*** Supplied records Section Begins ***

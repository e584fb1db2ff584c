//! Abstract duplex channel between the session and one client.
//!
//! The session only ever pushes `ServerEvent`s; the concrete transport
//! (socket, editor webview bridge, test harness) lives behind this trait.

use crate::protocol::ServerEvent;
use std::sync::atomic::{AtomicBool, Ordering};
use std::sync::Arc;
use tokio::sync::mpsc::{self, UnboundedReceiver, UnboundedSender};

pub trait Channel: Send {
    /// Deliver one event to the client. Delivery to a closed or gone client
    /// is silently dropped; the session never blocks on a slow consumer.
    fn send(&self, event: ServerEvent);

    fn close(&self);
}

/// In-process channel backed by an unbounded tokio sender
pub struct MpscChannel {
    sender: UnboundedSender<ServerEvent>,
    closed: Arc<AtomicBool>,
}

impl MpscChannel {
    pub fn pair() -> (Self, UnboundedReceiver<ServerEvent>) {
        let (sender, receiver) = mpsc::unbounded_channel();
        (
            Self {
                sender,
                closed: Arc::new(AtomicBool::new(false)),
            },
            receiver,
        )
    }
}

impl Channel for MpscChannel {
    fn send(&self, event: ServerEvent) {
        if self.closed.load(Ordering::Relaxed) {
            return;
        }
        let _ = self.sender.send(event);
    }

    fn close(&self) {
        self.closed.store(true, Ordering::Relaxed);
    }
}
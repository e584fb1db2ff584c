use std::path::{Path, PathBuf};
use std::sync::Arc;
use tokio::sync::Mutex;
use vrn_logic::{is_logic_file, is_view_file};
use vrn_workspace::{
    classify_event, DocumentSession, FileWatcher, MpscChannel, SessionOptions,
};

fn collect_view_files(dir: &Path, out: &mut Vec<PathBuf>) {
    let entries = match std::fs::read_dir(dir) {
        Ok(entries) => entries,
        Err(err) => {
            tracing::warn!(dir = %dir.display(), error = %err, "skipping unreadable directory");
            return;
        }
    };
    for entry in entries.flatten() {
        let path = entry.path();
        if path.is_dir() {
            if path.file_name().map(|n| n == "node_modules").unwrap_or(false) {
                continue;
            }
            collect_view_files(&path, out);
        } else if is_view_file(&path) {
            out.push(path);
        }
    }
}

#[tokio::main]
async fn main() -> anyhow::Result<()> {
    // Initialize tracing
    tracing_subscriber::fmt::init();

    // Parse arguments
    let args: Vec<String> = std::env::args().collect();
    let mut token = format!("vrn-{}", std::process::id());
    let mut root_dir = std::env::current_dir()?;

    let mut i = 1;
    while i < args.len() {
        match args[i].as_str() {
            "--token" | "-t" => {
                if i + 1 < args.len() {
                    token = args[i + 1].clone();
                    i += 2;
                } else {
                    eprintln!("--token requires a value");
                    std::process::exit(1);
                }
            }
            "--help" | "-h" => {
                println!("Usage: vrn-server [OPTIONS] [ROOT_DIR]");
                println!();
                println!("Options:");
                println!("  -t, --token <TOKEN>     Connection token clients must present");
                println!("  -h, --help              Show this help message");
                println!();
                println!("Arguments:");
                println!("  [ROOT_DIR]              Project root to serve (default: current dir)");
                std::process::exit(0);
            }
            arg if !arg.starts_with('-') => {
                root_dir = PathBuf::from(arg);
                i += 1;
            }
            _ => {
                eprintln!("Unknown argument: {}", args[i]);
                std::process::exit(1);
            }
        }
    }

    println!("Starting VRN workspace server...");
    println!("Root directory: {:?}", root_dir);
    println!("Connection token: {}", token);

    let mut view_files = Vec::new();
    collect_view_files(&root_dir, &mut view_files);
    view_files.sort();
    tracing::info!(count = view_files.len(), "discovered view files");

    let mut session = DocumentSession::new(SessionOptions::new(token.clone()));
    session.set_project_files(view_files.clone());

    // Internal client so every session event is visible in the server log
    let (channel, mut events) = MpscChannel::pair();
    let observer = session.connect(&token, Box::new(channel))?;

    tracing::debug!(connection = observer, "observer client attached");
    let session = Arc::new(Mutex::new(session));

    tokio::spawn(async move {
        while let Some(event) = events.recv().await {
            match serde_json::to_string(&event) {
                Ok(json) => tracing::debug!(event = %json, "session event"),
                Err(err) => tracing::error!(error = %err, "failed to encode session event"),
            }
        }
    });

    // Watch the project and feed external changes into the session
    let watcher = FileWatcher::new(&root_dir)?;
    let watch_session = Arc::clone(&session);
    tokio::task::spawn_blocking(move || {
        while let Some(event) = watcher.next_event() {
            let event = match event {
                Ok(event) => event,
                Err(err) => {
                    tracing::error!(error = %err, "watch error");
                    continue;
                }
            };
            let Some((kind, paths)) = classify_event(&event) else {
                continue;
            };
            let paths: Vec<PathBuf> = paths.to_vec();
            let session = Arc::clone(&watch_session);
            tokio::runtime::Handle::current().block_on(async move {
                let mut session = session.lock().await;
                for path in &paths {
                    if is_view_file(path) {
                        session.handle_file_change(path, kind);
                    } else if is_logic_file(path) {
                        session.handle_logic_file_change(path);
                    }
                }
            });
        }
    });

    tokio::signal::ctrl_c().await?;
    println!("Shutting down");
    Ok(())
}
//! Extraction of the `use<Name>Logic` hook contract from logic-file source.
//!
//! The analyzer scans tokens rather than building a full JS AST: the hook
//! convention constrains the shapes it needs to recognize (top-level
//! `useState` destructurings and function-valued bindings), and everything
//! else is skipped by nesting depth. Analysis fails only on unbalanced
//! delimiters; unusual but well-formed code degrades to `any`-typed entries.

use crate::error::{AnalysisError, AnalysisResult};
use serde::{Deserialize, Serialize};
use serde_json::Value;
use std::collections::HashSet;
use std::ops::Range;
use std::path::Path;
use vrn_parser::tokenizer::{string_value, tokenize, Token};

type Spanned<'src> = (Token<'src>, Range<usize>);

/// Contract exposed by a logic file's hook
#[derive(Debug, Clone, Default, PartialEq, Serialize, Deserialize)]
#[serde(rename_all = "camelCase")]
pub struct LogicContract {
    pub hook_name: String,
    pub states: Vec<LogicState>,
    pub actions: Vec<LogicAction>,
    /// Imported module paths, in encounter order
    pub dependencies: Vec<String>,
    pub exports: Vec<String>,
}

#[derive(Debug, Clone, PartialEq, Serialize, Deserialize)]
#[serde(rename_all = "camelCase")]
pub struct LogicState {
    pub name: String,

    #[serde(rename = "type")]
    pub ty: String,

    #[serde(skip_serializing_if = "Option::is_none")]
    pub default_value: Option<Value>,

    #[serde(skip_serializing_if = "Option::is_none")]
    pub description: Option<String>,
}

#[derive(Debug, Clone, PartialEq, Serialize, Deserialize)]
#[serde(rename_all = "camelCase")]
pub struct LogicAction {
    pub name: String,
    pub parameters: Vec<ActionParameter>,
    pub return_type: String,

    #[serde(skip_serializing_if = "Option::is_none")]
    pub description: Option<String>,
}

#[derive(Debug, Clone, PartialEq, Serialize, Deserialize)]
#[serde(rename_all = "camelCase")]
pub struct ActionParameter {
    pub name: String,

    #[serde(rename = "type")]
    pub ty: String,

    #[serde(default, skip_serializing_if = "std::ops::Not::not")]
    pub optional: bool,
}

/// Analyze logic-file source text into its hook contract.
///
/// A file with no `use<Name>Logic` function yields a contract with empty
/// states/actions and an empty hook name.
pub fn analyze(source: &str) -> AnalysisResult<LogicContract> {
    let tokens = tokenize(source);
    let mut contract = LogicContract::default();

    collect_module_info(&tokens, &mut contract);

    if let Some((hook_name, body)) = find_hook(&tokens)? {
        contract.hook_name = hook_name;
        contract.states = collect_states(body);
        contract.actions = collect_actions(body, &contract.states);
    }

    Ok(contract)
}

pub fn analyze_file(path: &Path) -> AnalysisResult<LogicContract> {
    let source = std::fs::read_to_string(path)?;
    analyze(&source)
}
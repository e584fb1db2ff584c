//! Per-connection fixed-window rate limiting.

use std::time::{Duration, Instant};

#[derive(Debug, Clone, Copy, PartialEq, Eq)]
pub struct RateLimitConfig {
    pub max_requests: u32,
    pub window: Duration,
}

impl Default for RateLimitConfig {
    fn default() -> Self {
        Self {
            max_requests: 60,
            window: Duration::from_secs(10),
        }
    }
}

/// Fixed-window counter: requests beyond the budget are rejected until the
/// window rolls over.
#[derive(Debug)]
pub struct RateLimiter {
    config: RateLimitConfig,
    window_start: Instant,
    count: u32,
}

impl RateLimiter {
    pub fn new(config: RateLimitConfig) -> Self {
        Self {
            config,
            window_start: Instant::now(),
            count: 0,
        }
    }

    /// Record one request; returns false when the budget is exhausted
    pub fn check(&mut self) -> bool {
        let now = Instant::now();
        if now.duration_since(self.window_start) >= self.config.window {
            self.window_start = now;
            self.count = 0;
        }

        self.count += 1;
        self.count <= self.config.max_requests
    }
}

*** Supplied records Section Ends ***

**Requirement:**
Your answer should be exactly the lines of the data above, from the first through the line containing "use crate::protocol::ServerEvent;".

**Response to this task:**
repository e584fb1db2ff584c
//! Abstract duplex channel between the session and one client.
//!
//! The session only ever pushes `ServerEvent`s; the concrete transport
//! (socket, editor webview bridge, test harness) lives behind this trait.

use crate::protocol::ServerEvent;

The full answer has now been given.